- ACTIVITY:
In the records below, find the lines that include "status" and copy each.

- THE DATA:
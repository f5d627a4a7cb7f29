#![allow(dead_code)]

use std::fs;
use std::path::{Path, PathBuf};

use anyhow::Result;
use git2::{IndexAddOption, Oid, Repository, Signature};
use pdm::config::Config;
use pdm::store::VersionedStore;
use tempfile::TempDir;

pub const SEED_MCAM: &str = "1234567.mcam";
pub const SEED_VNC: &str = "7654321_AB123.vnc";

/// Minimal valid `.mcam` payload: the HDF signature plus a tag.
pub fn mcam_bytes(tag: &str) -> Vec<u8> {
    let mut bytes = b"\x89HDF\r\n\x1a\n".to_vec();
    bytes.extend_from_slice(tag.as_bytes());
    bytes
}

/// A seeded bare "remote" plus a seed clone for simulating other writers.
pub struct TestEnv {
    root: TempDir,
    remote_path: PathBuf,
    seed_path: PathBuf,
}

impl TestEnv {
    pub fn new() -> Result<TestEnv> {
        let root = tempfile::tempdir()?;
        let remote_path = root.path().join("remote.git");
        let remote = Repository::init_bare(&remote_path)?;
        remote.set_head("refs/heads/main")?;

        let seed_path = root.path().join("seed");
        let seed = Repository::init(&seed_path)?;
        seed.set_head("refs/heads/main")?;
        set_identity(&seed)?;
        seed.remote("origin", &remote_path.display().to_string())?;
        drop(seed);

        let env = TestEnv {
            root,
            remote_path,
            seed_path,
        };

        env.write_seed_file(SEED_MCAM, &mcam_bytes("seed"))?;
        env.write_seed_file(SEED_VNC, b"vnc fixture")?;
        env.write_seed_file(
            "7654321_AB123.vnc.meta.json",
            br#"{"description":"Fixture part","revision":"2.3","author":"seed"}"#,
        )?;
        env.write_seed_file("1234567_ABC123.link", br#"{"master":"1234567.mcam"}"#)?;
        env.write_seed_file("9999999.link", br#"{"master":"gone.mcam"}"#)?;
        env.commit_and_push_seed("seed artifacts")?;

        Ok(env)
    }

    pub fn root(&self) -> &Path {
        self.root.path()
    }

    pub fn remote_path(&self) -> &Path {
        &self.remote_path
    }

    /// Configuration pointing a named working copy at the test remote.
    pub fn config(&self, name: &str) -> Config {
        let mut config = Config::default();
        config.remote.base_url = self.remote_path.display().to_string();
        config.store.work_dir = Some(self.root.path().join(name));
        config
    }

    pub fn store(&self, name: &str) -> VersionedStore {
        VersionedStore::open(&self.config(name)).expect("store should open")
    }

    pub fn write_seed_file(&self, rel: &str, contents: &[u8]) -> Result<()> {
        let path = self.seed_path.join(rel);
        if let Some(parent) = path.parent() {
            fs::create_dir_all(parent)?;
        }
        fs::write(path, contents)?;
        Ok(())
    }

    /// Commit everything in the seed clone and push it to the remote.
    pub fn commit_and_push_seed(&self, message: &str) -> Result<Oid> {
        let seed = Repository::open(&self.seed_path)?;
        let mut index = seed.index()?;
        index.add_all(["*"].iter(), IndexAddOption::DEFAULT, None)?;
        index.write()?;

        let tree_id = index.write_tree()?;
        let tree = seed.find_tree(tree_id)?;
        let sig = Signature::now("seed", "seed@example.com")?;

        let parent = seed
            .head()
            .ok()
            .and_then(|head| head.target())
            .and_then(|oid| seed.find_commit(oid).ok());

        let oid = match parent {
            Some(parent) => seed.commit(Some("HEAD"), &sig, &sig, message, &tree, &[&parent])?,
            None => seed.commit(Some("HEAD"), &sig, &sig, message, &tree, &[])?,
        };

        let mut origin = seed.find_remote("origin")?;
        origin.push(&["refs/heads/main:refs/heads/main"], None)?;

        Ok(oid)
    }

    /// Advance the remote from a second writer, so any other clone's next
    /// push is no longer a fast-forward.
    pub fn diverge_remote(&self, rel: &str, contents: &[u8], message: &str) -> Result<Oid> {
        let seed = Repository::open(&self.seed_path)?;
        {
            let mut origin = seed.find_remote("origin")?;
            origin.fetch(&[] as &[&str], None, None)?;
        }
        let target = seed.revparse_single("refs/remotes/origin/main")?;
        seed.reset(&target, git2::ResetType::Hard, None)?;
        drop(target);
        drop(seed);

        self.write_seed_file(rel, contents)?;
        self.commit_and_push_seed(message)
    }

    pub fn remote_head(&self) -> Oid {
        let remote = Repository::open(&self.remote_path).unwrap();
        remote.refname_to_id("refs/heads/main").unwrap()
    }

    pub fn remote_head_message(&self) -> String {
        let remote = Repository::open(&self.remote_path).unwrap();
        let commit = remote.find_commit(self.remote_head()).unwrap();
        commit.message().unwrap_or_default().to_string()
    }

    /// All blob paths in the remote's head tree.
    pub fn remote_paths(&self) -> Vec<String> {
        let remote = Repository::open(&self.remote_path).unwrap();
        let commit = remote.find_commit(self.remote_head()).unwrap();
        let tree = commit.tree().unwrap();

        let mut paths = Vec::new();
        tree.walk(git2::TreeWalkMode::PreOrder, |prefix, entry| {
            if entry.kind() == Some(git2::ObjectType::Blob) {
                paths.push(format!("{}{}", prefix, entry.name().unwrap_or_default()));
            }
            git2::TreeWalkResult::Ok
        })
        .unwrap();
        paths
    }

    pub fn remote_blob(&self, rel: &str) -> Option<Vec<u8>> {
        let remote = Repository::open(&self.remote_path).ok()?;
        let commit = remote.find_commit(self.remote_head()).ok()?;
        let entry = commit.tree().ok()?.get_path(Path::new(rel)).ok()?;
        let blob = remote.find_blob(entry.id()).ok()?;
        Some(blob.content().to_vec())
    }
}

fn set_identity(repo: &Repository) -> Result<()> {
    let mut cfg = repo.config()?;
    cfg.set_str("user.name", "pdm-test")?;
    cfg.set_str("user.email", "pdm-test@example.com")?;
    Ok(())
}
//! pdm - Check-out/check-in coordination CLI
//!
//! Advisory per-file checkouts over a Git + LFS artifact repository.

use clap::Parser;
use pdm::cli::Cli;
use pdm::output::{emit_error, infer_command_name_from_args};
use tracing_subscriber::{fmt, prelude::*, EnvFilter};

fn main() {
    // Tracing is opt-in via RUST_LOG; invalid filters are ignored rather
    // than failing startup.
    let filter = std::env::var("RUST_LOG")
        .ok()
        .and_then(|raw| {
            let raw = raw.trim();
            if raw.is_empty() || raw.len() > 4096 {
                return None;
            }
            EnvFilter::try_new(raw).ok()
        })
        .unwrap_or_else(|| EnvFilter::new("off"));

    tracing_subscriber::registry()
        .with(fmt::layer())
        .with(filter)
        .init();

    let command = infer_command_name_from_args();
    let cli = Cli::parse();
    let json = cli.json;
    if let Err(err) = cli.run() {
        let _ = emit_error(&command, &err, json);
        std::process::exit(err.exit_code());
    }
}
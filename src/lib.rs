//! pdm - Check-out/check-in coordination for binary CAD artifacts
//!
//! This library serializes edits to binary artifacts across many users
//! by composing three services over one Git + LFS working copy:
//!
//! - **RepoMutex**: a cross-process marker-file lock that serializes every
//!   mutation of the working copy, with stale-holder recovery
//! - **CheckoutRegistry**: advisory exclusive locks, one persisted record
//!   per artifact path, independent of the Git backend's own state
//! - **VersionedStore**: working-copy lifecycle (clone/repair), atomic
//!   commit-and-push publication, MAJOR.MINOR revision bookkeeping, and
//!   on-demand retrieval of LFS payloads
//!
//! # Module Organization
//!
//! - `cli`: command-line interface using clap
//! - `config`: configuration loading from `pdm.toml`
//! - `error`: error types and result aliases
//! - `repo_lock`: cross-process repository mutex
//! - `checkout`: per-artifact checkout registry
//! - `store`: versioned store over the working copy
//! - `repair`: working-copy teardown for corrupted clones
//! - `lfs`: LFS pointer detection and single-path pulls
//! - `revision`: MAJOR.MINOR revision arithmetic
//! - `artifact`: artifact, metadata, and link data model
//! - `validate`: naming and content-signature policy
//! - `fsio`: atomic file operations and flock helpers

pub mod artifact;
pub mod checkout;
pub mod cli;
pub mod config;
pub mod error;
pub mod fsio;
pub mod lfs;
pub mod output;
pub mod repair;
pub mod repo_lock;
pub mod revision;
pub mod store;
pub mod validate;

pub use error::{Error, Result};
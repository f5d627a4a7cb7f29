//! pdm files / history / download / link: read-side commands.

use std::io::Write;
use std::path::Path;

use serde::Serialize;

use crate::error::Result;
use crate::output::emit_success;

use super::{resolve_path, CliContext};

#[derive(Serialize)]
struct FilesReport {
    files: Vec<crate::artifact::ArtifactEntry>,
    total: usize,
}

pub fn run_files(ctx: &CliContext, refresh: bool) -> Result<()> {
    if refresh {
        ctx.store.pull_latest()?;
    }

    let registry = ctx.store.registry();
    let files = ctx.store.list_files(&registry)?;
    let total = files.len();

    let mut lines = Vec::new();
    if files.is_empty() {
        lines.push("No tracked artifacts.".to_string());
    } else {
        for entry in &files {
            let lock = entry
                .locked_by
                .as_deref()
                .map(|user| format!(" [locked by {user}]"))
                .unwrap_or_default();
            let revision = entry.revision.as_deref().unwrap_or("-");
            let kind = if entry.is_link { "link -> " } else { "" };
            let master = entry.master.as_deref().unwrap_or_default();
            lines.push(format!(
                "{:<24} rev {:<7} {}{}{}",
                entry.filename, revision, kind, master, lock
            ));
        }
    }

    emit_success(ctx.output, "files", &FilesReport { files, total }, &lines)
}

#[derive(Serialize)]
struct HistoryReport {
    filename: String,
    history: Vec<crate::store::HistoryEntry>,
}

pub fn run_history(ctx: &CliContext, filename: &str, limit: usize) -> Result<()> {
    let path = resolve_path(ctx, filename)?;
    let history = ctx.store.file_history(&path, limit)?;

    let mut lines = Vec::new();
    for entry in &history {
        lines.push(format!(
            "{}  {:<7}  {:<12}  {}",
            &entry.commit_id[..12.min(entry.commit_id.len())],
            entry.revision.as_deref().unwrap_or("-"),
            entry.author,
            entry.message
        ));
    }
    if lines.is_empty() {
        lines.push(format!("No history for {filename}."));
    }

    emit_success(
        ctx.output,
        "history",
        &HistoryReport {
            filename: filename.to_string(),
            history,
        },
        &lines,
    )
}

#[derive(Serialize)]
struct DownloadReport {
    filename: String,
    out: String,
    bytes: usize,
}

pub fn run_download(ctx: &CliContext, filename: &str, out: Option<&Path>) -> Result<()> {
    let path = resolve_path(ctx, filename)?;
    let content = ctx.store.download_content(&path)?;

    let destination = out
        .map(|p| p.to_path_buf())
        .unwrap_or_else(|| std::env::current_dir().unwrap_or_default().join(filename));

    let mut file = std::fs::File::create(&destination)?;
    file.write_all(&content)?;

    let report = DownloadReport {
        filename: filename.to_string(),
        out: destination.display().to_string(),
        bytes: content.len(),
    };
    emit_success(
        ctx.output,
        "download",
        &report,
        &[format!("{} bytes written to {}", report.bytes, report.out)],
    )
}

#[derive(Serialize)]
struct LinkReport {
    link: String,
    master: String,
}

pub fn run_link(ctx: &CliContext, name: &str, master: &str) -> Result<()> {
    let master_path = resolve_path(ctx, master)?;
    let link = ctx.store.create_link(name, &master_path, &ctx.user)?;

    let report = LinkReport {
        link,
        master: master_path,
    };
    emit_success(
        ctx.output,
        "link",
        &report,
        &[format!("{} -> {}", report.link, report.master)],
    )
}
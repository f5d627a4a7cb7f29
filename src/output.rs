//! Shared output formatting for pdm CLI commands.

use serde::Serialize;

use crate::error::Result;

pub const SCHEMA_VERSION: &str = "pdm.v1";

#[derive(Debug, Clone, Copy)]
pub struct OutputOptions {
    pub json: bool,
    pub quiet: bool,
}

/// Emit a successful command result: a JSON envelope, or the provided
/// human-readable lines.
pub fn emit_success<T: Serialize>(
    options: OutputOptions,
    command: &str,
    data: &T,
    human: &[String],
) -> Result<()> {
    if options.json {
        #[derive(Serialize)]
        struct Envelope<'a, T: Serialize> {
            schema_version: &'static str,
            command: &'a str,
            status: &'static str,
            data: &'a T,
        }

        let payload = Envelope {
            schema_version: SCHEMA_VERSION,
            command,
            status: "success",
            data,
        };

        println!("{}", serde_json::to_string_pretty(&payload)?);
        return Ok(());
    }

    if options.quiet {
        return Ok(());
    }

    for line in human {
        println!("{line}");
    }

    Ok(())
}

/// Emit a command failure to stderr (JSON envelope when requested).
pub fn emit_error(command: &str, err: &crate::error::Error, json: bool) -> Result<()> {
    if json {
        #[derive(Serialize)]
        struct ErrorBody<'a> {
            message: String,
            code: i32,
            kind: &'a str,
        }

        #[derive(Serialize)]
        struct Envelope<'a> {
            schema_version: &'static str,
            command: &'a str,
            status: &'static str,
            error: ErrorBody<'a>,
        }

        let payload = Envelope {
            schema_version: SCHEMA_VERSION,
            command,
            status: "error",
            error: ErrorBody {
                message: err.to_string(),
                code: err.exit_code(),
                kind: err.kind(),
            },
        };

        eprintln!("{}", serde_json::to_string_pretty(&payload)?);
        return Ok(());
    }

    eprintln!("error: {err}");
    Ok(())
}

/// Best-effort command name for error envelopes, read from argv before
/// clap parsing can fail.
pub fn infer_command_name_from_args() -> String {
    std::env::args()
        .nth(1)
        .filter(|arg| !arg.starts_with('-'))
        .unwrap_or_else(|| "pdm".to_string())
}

- ANSWER BELOW:
            status: &'static str,
            status: "success",
            status: &'static str,
            status: "error",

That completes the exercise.